By John Corry on 4.2.02 @ 12:41AM
Better than anyone, they know America's right wing is the greatest danger to civilization ever.
Bad news for all you Clinton haters: The former president is
doing quite well. The cover story
in the new issue of Newsweek says he lunched one day with Willie
Mays, and another day with Robin Williams and Billy Crystal, and
then he flew off to Oscar de la Renta's place in the Dominican
Republic with Chelsea and Hillary. Moreover, he is making millions
in speaking engagements. As a cheerful, chatty Jonathan Alter
writes in Newsweek, Clinton's "overseas gigs pull in $200,000 to
$300,000 a pop." And all this, according to Alter, is enough "to
drive the Clinton haters nuts."
That Clinton haters are still out there in great numbers, even
after they so unfairly maligned the man during his presidency, is
now an article of liberal-left faith. It seems to explain so much.
If the Clinton haters, right wingers all, hadn't sullied politics
Al Gore no doubt would be president. But sully they did, and led
the American people astray. Indeed the American people have not yet
recovered. They still seem to be listening to all the wrong people.
How else could you explain George Bush's high approval ratings?
Meanwhile no matter how unfairly Clinton may have been treated,
he is putting the best face on it, according to Newsweek, and
trying, even if unsuccessfully, to not let his pain show. Alter
writes that Clinton is "willfully chipper, perhaps, barely hiding
his hurt, but looser and less bottled up." Alter, I think, is
enjoying himself very much. He knows Clinton did some bad things,
but Alter is a sophisticate, too, and he is sure the good
outweighed the bad, and so he's happy to grant absolution.
"Why do you think," he asks Clinton (in an accompanying interview), "the
right wing was so obsessed with you?"
"I think because I won," Clinton replies. "I think the people in
the permanent right-wing establishment just thought they were
entitled to rule. That's why they were so traumatized when I got
elected. A bunch of those guys never thought there would be another
Democratic president. They thought they found a sort of formula to
beat us. [David] Brock says they knew all along that there was
nothing to Whitewater and nothing to the Paula Jones case."
Now I have not read Brock's book, and so I do not know whether
he says that or not. I suspect he does not say it, but no matter.

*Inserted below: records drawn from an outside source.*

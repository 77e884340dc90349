//! Session serialization example
//!
//! This example demonstrates the core guarantee of session-lanes:
//! 1. Work for one session runs strictly one-at-a-time
//! 2. A session can opt into bounded parallelism
//! 3. Priorities reorder queued work within a lane
//! 4. Different sessions never block each other

use async_trait::async_trait;
use session_lanes::{Envelope, Handler, LaneGroup, Result, SubmitOptions};
use std::sync::atomic::{AtomicU32, AtomicUsize, Ordering};
use std::sync::Arc;
use tokio::time::{Duration, Instant};

/// Handler that tracks execution order and overlap
struct TrackedHandler {
    execution_order: Arc<AtomicU32>,
    active: Arc<AtomicUsize>,
    max_active: Arc<AtomicUsize>,
}

#[async_trait]
impl Handler for TrackedHandler {
    async fn handle(&self, session_id: &str, envelope: &Envelope) -> Result<serde_json::Value> {
        let order = self.execution_order.fetch_add(1, Ordering::SeqCst);
        let now = self.active.fetch_add(1, Ordering::SeqCst) + 1;
        self.max_active.fetch_max(now, Ordering::SeqCst);
        let start = Instant::now();

        let duration_ms = envelope.payload["duration_ms"].as_u64().unwrap_or(50);
        println!(
            "[Order: {:2}] Executing {} (session: {}, priority: {}) - will take {}ms",
            order, envelope.kind, session_id, envelope.priority, duration_ms
        );

        tokio::time::sleep(Duration::from_millis(duration_ms)).await;

        self.active.fetch_sub(1, Ordering::SeqCst);
        println!(
            "[Order: {:2}] Completed {} in {:?}",
            order,
            envelope.kind,
            start.elapsed()
        );

        Ok(serde_json::json!({
            "kind": envelope.kind,
            "execution_order": order,
        }))
    }
}

fn tracked_group(name: &str) -> anyhow::Result<(LaneGroup, Arc<AtomicUsize>)> {
    let max_active = Arc::new(AtomicUsize::new(0));
    let group = LaneGroup::builder(name)
        .with_handler(TrackedHandler {
            execution_order: Arc::new(AtomicU32::new(0)),
            active: Arc::new(AtomicUsize::new(0)),
            max_active: Arc::clone(&max_active),
        })
        .build()?;
    Ok((group, max_active))
}

#[tokio::main]
async fn main() -> anyhow::Result<()> {
    tracing_subscriber::fmt::init();

    println!("=== Session Lanes: Serialization Test ===\n");

    test_serial_session().await?;
    test_parallel_session().await?;
    test_priority_within_lane().await?;

    println!("\n=== All Tests Completed ===");
    Ok(())
}

/// Test 1: A serial session never overlaps its own work
async fn test_serial_session() -> anyhow::Result<()> {
    println!("=== Test 1: Serial Session ===");
    println!("Expected: max overlap of 1 for 6 envelopes\n");

    let (group, max_active) = tracked_group("serial-demo")?;

    let mut outcomes = Vec::new();
    for i in 0..6 {
        outcomes.push(
            group
                .submit(
                    "user-42",
                    &format!("step-{i}"),
                    serde_json::json!({ "duration_ms": 30 }),
                )
                .await?,
        );
    }
    for outcome in outcomes {
        outcome.wait().await?;
    }

    println!("\nMax overlap observed: {}\n", max_active.load(Ordering::SeqCst));
    Ok(())
}

/// Test 2: A parallel session overlaps up to its bound, never beyond
async fn test_parallel_session() -> anyhow::Result<()> {
    println!("=== Test 2: Parallel Session (max_concurrent = 3) ===");
    println!("Expected: max overlap of 3 for 6 envelopes\n");

    let (group, max_active) = tracked_group("parallel-demo")?;

    let mut outcomes = Vec::new();
    for i in 0..6 {
        outcomes.push(
            group
                .submit_parallel(
                    "worker-7",
                    &format!("job-{i}"),
                    serde_json::json!({ "duration_ms": 60 }),
                    3,
                )
                .await?,
        );
    }
    for outcome in outcomes {
        outcome.wait().await?;
    }

    println!("\nMax overlap observed: {}\n", max_active.load(Ordering::SeqCst));
    Ok(())
}

/// Test 3: Higher priority envelopes jump the queue within a lane
async fn test_priority_within_lane() -> anyhow::Result<()> {
    println!("=== Test 3: Priority Within a Lane ===");
    println!("Expected: urgent work dispatches ahead of earlier low-priority work\n");

    let (group, _) = tracked_group("priority-demo")?;

    // The first envelope occupies the serial lane; the rest queue up.
    let mut outcomes = vec![
        group
            .submit("user-9", "blocker", serde_json::json!({ "duration_ms": 100 }))
            .await?,
    ];
    for i in 0..3 {
        outcomes.push(
            group
                .submit("user-9", &format!("routine-{i}"), serde_json::json!({}))
                .await?,
        );
    }
    outcomes.push(
        group
            .submit_with(
                "user-9",
                "urgent",
                serde_json::json!({}),
                SubmitOptions::new().with_priority(10),
            )
            .await?,
    );

    for outcome in outcomes {
        outcome.wait().await?;
    }

    println!();
    Ok(())
}
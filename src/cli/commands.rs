//! CLI argument definitions

use clap::Parser;
use std::path::PathBuf;

use crate::client::Method;

/// Command-line REST client for JSON APIs
#[derive(Parser, Debug)]
#[command(name = "restctl")]
#[command(version, about = "Command-line REST client for JSON APIs", long_about = None)]
pub struct Cli {
    /// HTTP method to use
    #[arg(value_enum)]
    pub method: Method,

    /// URI fragment appended to the base URL (e.g. /posts/1)
    pub endpoint: String,

    /// Output file; format chosen by extension (.json or .csv).
    /// Prints indented JSON to stdout when omitted.
    #[arg(short, long)]
    pub output: Option<PathBuf>,

    /// Base URL (overrides config file)
    #[arg(short, long)]
    pub server: Option<String>,

    /// Request timeout in seconds (overrides config file)
    #[arg(short, long)]
    pub timeout: Option<u64>,

    /// Enable verbose logging (overrides config file)
    #[arg(short, long)]
    pub verbose: Option<bool>,

    /// Don't load config file
    #[arg(long)]
    pub no_config: bool,
}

The reviews and articles I've read about the book in the New York
Times and Washington Post all say that while Brock may be
duplicitous and even odious, he has now found religion. Personal
need, it seems, made him walk on the dark side of politics, but now
he has seen the light. As an unscrupulous right-wing hit man, he
did great damage to the American way of life, but he regrets that
now, and he will never do it again.
Brock's book, I think, must make liberals, even former
presidents, feel better about themselves. They don't even have to
read it. It offers an explanation for why things went wrong. It
also makes liberals feel embattled and righteous. They want to take
the high road, but the right wing, the Clinton haters, keep
dragging them down. The right wing lies, cheats and makes things
up. In the Newsweek interview, Clinton does admit to one tiny
mistake -- with Monica Lewinsky -- but says there is not a shred of
evidence that he did anything else improper, so there you are.